Originally Posted by jacmac
Yes, I think the memorial service (a week from Saturday) will be a good thing. By then all the construction mess will be gone too. I think letting go of this house and letting go of my father kind of go hand in hand for me. He was so much a part of this place that he built and it was such a huge part of his identity. I think that it is fitting to put his ashes here.
It somehow feels like losing your parents is the final stage in growing up. That moment when you realize that the elders of the tribe that you have always turned to for advice and counsel are not there anymore and YOU are now one of the elders that people look to. WHAM! That kind of hits you right in the face.
Well, more Goodwill sorting to do today. I'm going to go through my kitchen stuff. No one person needs 8 spatulas. 2 maybe.
Then I am going to tackle the closet. That isn't SO bad because, as I have changed sizes, I've gotten rid of stuff but there is still too much.
11-27-2012, 11:34 AM
I will do that. Thank you for the resources!
Originally Posted by Paleobird
11-27-2012, 12:23 PM
Thank you for sharing the story of your father and his journey. I need to think and hear about health being the centerpiece of this journey.
11-27-2012, 04:52 PM
Glad to hear about the memorial service. The one for my Mom was so uplifting. My sons spoke and I sang. Also her friends told stories about her life. It was a very helpful part of the journey.
11-27-2012, 05:58 PM
Tell him I have been able to reduce my Phenoarbitol by 25% while maintaining total seizure control due to ketosis. I plan on reducing further gradually. It works.
Originally Posted by MarissaLinnea
Yes, health. Long term health. Living past 100 health.
Originally Posted by Kymma
Yes, I think it is a nice idea. I had been just going to take his ashes out surfing with me but then everyone else wanted a service and I figured that the togetherness of a group of people would help everyone. I was kind of just being selfish wanting to have it be just him and me catching one last wave together.

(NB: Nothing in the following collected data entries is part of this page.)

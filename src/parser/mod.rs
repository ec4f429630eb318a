//! Parser module that evaluates expressions while parsing them.
//!
//! This module contains a recursive-descent parser with one token of
//! lookahead. Each grammar rule computes its value directly:
//!
//! ```text
//! expr     := term (('+' | '-') term)*
//! term     := pow_expr (('*' | '/') pow_expr)*
//! pow_expr := factor ('^' pow_expr)?
//! factor   := INTEGER | FLOAT | '(' expr ')'
//!           | SQRT '(' expr ')' | LOG '(' expr (',' expr)? ')'
//!           | (SIN | COS | TAN) '(' expr ')'
//! ```
//!
//! `^` is right-associative, every other operator is left-associative.

pub mod expr;
pub mod functions;
pub mod parser;

#[cfg(test)]
mod tests;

Originally Posted by Pebbles67
11-27-2012, 07:42 PM
Y'know, Robin, you could always take just a small portion of his ashes surfing with you, and bury the rest on the property.
11-27-2012, 11:15 PM
True. If I took a ziploc baggie sized scoop out, nobody would ever know the difference.
Originally Posted by Goldie
11-28-2012, 09:12 AM
I was just going to suggest the same. The place that cremated him may even get you a scoop or two for you if you have any qualms - they are usually quite helpfull.

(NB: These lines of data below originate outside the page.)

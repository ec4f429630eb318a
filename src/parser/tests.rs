//! Unit tests for the parser module.
//!
//! This module contains tests for evaluating:
//! - Operator precedence and associativity
//! - Grouping
//! - Functions and constants
//! - Syntax and domain errors

use std::{collections::HashMap, sync::Arc};

use super::parser::{evaluate, evaluate_line, evaluate_with, Parser};
use crate::{
    errors::errors::{ErrorImpl, ErrorKind},
    lexer::{lexer::Lexer, tokens::TokenKind, vocabulary::Vocabulary},
    Position,
};

fn assert_close(actual: f64, expected: f64) {
    assert!(
        (actual - expected).abs() < 1e-9,
        "expected {expected}, got {actual}"
    );
}

#[test]
fn test_precedence() {
    assert_eq!(evaluate("2 + 3 * 4").unwrap(), 14.0);
    assert_eq!(evaluate("(2 + 3) * 4").unwrap(), 20.0);
    assert_eq!(evaluate("2 * 3 ^ 2").unwrap(), 18.0);
    assert_eq!(evaluate("10 - 4 / 2").unwrap(), 8.0);
}

#[test]
fn test_left_associativity() {
    assert_eq!(evaluate("10 - 4 - 3").unwrap(), 3.0);
    assert_eq!(evaluate("64 / 4 / 2").unwrap(), 8.0);
    assert_eq!(evaluate("2 * 6 / 3").unwrap(), 4.0);
}

#[test]
fn test_pow_is_right_associative() {
    assert_eq!(evaluate("2^3^2").unwrap(), 512.0);
    assert_eq!(evaluate("(2^3)^2").unwrap(), 64.0);
}

#[test]
fn test_nested_grouping() {
    assert_eq!(evaluate("((((7))))").unwrap(), 7.0);
    assert_eq!(evaluate("2 * (3 + (4 - 1) * 2)").unwrap(), 18.0);
}

#[test]
fn test_float_literals() {
    assert_close(evaluate("1.5 * 2").unwrap(), 3.0);
    assert_close(evaluate("0.1 + 0.2").unwrap(), 0.3);
}

#[test]
fn test_constants() {
    assert_close(evaluate("pi").unwrap(), std::f64::consts::PI);
    assert_close(evaluate("2*e").unwrap(), 5.43656365691809);
    assert_close(evaluate("PHI^2 - phi").unwrap(), 1.0);
}

#[test]
fn test_sqrt() {
    assert_eq!(evaluate("sqrt(4)").unwrap(), 2.0);
    assert_eq!(evaluate("√(16)").unwrap(), 4.0);
    assert_close(evaluate("sqrt(2)^2").unwrap(), 2.0);
}

#[test]
fn test_log() {
    assert_close(evaluate("log(e)").unwrap(), 1.0);
    assert_close(evaluate("ln(e^2)").unwrap(), 2.0);
    assert_close(evaluate("log(8, 2)").unwrap(), 3.0);
    assert_close(evaluate("log(1000, 5 + 5)").unwrap(), 3.0);
}

#[test]
fn test_trigonometry() {
    assert_eq!(evaluate("sin(0)").unwrap(), 0.0);
    assert_eq!(evaluate("cos(0)").unwrap(), 1.0);
    assert_close(evaluate("sin(pi / 2)").unwrap(), 1.0);
    assert_close(evaluate("tan(pi / 4)").unwrap(), 1.0);
    assert!(evaluate("tan(pi / 2)").unwrap().abs() > 1e15);
}

#[test]
fn test_division_by_zero_is_not_an_error() {
    assert_eq!(evaluate("1/0").unwrap(), f64::INFINITY);
    assert_eq!(evaluate("(0 - 1) / 0").unwrap(), f64::NEG_INFINITY);
    assert!(evaluate("0/0").unwrap().is_nan());
}

#[test]
fn test_invalid_character() {
    let error = evaluate("2 & 3").unwrap_err();

    assert_eq!(error.kind(), ErrorKind::Lex);
    assert_eq!(
        error.get_error(),
        &ErrorImpl::InvalidCharacter { character: '&' }
    );
    assert!(error.to_string().contains('&'));
}

#[test]
fn test_missing_closing_paren() {
    let error = evaluate("(2 + 3").unwrap_err();

    assert_eq!(error.kind(), ErrorKind::Syntax);
    assert_eq!(
        error.get_error(),
        &ErrorImpl::UnexpectedToken {
            expected: TokenKind::RParen,
            found: "end of input".to_string()
        }
    );
    assert_eq!(error.get_position(), &Position(6));
}

#[test]
fn test_trailing_tokens() {
    let error = evaluate("2 + 3)").unwrap_err();
    assert_eq!(error.kind(), ErrorKind::Syntax);
    assert_eq!(
        error.get_error(),
        &ErrorImpl::TrailingInput {
            found: "`)`".to_string()
        }
    );
    assert_eq!(error.get_position(), &Position(5));

    let error = evaluate("2 3").unwrap_err();
    assert_eq!(error.get_error_name(), "TrailingInput");
}

#[test]
fn test_malformed_factor() {
    assert_eq!(evaluate("").unwrap_err().get_error_name(), "ExpectedFactor");
    assert_eq!(evaluate("2 +").unwrap_err().get_error_name(), "ExpectedFactor");
    assert_eq!(evaluate("* 2").unwrap_err().get_error_name(), "ExpectedFactor");
    assert_eq!(evaluate("-2").unwrap_err().get_error_name(), "ExpectedFactor");
}

#[test]
fn test_function_needs_parentheses() {
    let error = evaluate("sqrt 4").unwrap_err();

    assert_eq!(
        error.get_error(),
        &ErrorImpl::ExpectedArguments {
            function: TokenKind::Sqrt,
            found: "`4`".to_string()
        }
    );
    assert_eq!(error.get_position(), &Position(5));
    assert_eq!(error.kind(), ErrorKind::Syntax);

    let error = evaluate("2 * log").unwrap_err();
    assert_eq!(
        error.get_error(),
        &ErrorImpl::ExpectedArguments {
            function: TokenKind::Log,
            found: "end of input".to_string()
        }
    );
    assert_eq!(
        error.to_string(),
        "Invalid syntax: `log` must be followed by `(`, found end of input (at position 7)"
    );
}

#[test]
fn test_log_missing_comma() {
    let error = evaluate("log(8 2)").unwrap_err();
    assert_eq!(error.get_error_name(), "UnexpectedToken");
}

#[test]
fn test_domain_errors() {
    let error = evaluate("1 + sqrt(0 - 4)").unwrap_err();
    assert_eq!(error.kind(), ErrorKind::Syntax);
    assert_eq!(error.get_error_name(), "MathDomain");
    assert_eq!(error.get_position(), &Position(4));

    assert!(evaluate("log(0)").is_err());
    assert!(evaluate("log(8, 0)").is_err());
    assert!(evaluate("log(8, 1)").is_err());
    assert!(evaluate("ln(0 - 1)").is_err());
}

#[test]
fn test_lex_error_after_valid_prefix_aborts() {
    let error = evaluate("1 + 2 $").unwrap_err();
    assert_eq!(error.get_position(), &Position(6));
}

#[test]
fn test_evaluate_line_skips_blank_input() {
    assert_eq!(evaluate_line("").unwrap(), None);
    assert_eq!(evaluate_line("   ").unwrap(), None);
    assert_eq!(evaluate_line("1 + 1").unwrap(), Some(2.0));
    assert!(evaluate_line("1 +").is_err());
}

#[test]
fn test_evaluate_with_vocabulary() {
    let mut keywords = HashMap::new();
    keywords.insert("sqrt", TokenKind::Sqrt);
    let mut constants = HashMap::new();
    constants.insert("answer", 42.0);
    let vocabulary = Arc::new(Vocabulary::new(keywords, constants));

    assert_eq!(
        evaluate_with("sqrt(answer - 6)", Arc::clone(&vocabulary)).unwrap(),
        6.0
    );
    assert!(evaluate_with("pi", vocabulary).is_err());
}

#[test]
fn test_eat_advances_lookahead() {
    let mut parser = Parser::new(Lexer::new("( 1")).unwrap();

    assert_eq!(parser.current_token_kind(), TokenKind::LParen);
    let eaten = parser.eat(TokenKind::LParen).unwrap();
    assert_eq!(eaten.kind, TokenKind::LParen);
    assert_eq!(parser.current_token_kind(), TokenKind::Integer);

    assert!(parser.eat(TokenKind::RParen).is_err());
    assert_eq!(parser.current_token_kind(), TokenKind::Integer);

    parser.eat(TokenKind::Integer).unwrap();
    assert!(parser.expect_end().is_ok());
}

Originally Posted by Goldie
11-28-2012, 09:39 AM
Nah. I don't have any squeemishness about that. I changed his diapers when he was alive. Now that was difficult. Handling his ashes is not a big deal.

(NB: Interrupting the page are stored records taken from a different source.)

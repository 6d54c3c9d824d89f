use std::path::Path;

/// Version tag of the built-in prompt; bump together with the file name.
pub const PROMPT_VERSION: &str = "v1";

const BUILTIN_PROMPT: &str = include_str!("../../../prompts/course_eval_summary.v1.txt");

/// The instruction sent with every document.
#[derive(Debug, Clone)]
pub struct SummaryPrompt {
    pub text: String,
    pub source: String,
}

impl SummaryPrompt {
    pub fn builtin() -> Self {
        Self {
            text: BUILTIN_PROMPT.to_string(),
            source: format!("built-in course evaluation prompt {}", PROMPT_VERSION),
        }
    }

    pub async fn from_file(path: &Path) -> std::io::Result<Self> {
        let text = tokio::fs::read_to_string(path).await?;
        if text.trim().is_empty() {
            return Err(std::io::Error::new(
                std::io::ErrorKind::InvalidData,
                format!("prompt file '{}' is empty", path.display()),
            ));
        }
        Ok(Self {
            text,
            source: path.display().to_string(),
        })
    }
}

Originally Posted by Mud Flinger
Well, I seem to have most of the "administrative" stuff wrapped up. (Contacted social security, his pension fund, bank account stuff, getting things that were on autopay like the utilities changed to my name and account, etc.) His HMO is still contacting him to confirm upcoming appointments. (Left hand, meet right hand.) It seems there is paperwork that follows us from the moment we are born until well after our deaths.
Tomorrow I have an appointment with a lawyer to get my own living trust re-written to reflect the changes in my life. I know we are all busy and death is not something that is easy to think about, but I really think everyone should "have their affairs in order". You never know when something could happen.
The fact that my Dad had already signed his house over and put me on as co-signer on his accounts just made things so much easier. In a time when people are dealing with grief, the last thing they need to hassle with are money matters. Also, if you trust someone well enough to do that as my Dad did with me, there is no inheritance tax involved. Why should the government get a big bite of the family nest egg just because someone passes away?